Ce genre de sensation, d'impression qui vous prend aux tripes et qui ne vous lâche pas. C'est pire qu'avoir juste un "mauvais pressentiment", il y a quelque chose de plus, quelque chose qui me fait trembler. Douter.

- Gabriel, ça va ? Tu deviens tout pâle brusquement ?

Cléo s'avance vers moi et pose sa main sur la mienne, mais je ne peux que rester bloqué sur ce ressenti. Pourquoi ? Pourquoi ai-je peur comme ça ? C'est horrible, j'ai l'impression que mon corps lui-même vient de perdre dix degrés. Je tremble. J'ai froid.

- Gabriel, vas-y.

Michael a le regard perdu dehors, l'air presque grave tandis qu'il ne se retourne même pas vers moi, mais sa seule phrase me laisse à penser...non. Je ne veux pas penser à ça. Je ne veux même pas l'imaginer. C'est juste mon côté un peu psychotique et possessif qui me joue des tours parce que Basile n'est pas dans mon champ de vision, c'est tout.
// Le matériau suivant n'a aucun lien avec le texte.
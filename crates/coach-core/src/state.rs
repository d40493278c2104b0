use crate::error::{CoachError, Result};
use crate::paths;
use crate::types::SaveMode;
use chrono::{DateTime, Utc};
use serde::{Deserialize, Serialize};
use std::path::Path;

const HISTORY_LIMIT: usize = 200;

// ---------------------------------------------------------------------------
// Supporting types
// ---------------------------------------------------------------------------

#[derive(Debug, Clone, Serialize, Deserialize)]
pub struct HistoryEntry {
    pub session: String,
    pub mode: SaveMode,
    #[serde(default, skip_serializing_if = "Option::is_none")]
    pub record: Option<String>,
    pub timestamp: DateTime<Utc>,
    pub outcome: String,
}

// ---------------------------------------------------------------------------
// State
// ---------------------------------------------------------------------------

#[derive(Debug, Clone, Serialize, Deserialize)]
pub struct State {
    #[serde(default = "default_version")]
    pub version: u32,
    pub project: String,
    #[serde(default, skip_serializing_if = "Option::is_none")]
    pub active_session: Option<String>,
    #[serde(default)]
    pub history: Vec<HistoryEntry>,
    pub last_updated: DateTime<Utc>,
}

fn default_version() -> u32 {
    1
}

impl State {
    pub fn new(project: impl Into<String>) -> Self {
        Self {
            version: 1,
            project: project.into(),
            active_session: None,
            history: Vec::new(),
            last_updated: Utc::now(),
        }
    }

    // ---------------------------------------------------------------------------
    // Persistence
    // ---------------------------------------------------------------------------

    pub fn load(root: &Path) -> Result<Self> {
        let path = paths::state_path(root);
        if !path.exists() {
            return Err(CoachError::NotInitialized);
        }
        let data = std::fs::read_to_string(&path)?;
        let state: State = serde_yaml::from_str(&data)?;
        Ok(state)
    }

    pub fn save(&self, root: &Path) -> Result<()> {
        let path = paths::state_path(root);
        let data = serde_yaml::to_string(self)?;
        crate::io::atomic_write(&path, data.as_bytes())
    }

    // ---------------------------------------------------------------------------
    // Mutations
    // ---------------------------------------------------------------------------

    pub fn set_active(&mut self, session: &str) {
        self.active_session = Some(session.to_string());
        self.last_updated = Utc::now();
    }

    /// Clear the active session if it is `session`.
    pub fn clear_active(&mut self, session: &str) {
        if self.active_session.as_deref() == Some(session) {
            self.active_session = None;
        }
        self.last_updated = Utc::now();
    }

    pub fn record_save(
        &mut self,
        session: &str,
        mode: SaveMode,
        record: Option<&str>,
        outcome: &str,
    ) {
        self.history.push(HistoryEntry {
            session: session.to_string(),
            mode,
            record: record.map(str::to_string),
            timestamp: Utc::now(),
            outcome: outcome.to_string(),
        });
        if self.history.len() > HISTORY_LIMIT {
            self.history.drain(..self.history.len() - HISTORY_LIMIT);
        }
        self.last_updated = Utc::now();
    }

    pub fn last_save(&self) -> Option<&HistoryEntry> {
        self.history.last()
    }
}

// ---------------------------------------------------------------------------
// Tests
// ---------------------------------------------------------------------------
Ce n'est que ça.

- Je reviens ! Attendez-moi là.

- Tu ne veux pas de l'aide ? me demande Cléo

- Non ! Ça va aller ! J'ai juste...Je reviens, c'est tout. Je vais juste chercher Basile.

Où est-ce qu'il a bien pu aller à un moment pareil ? Ce n'est pas comme s'il était familier avec l'hôpital et ses alentours. Je me rappelle de cette fois où il m'a avoué ne pas être à l'aise quand il est tout seul dans un environnement qu'il n'a pas tout à fait appréhendé. Pourtant, Basile est un grand garçon, je veux dire, malgré son handicap, il arrive toujours à s'en sortir et il a toujours réussi à le faire jusqu'à présent alors pourquoi ça serait différent maintenant ? Ça doit être ça, c'est juste un pressentiment qui m'induit en erreur. Je dois forcément exagéré pour trois fois rien.

Foutue jambe de merde putain ! Je ne peux pas courir, même pas trottiner à travers les couloirs.

J'aperçois alors une infirmière avec un fauteuil vide arrivant dans ma direction.

- Je vous emprunte ça ! Je vous le ramènerais promis

J'irais plus vite en roulant.

Rien que le fait de traverser l'hôpital en long me tue les bras et j'avais presque oublié la sensation d'être en fauteuil. Maintenant je m'en souviens. Je me souviens avoir enduré des heures et des heures de kiné et de rééducation pour essayer de marcher à nouveau. Je l'avais fait pour Basile. Non, non. Je l'avais fait pour moi. Par égo sans aucun doute. Je ne voulais pas être considéré comme diminué.

Comme handicapé.

C'est fou, non ? De prendre conscience de ça maintenant, au pire moment alors que la situation que j'ai absolument cherché à fuir semble être soudainement la solution à mon problème. Je trouve ça horrible d'avoir un rappel pareil. J'ai l'impression que c'est l'univers ou une sorte de main visible qui se fout de ma gueule et qui me rappelle qu'au final, rien n'a changé.

Pour moi, c'est juste un brusque retour en arrière.

- Excusez-moi ? Vous n'auriez pas vu un jeune homme, la vingtaine, brun, portant un sweat blanc.

- Un jeune homme est venu me demander une direction tout à l'heure, il correspond à peu près à votre description, mais je crois l'avoir vu sortir de l'hôpital il y a déjà une bonne dizaine de minutes !

- Dans quelle direction ? S'il vous plaît c'est important !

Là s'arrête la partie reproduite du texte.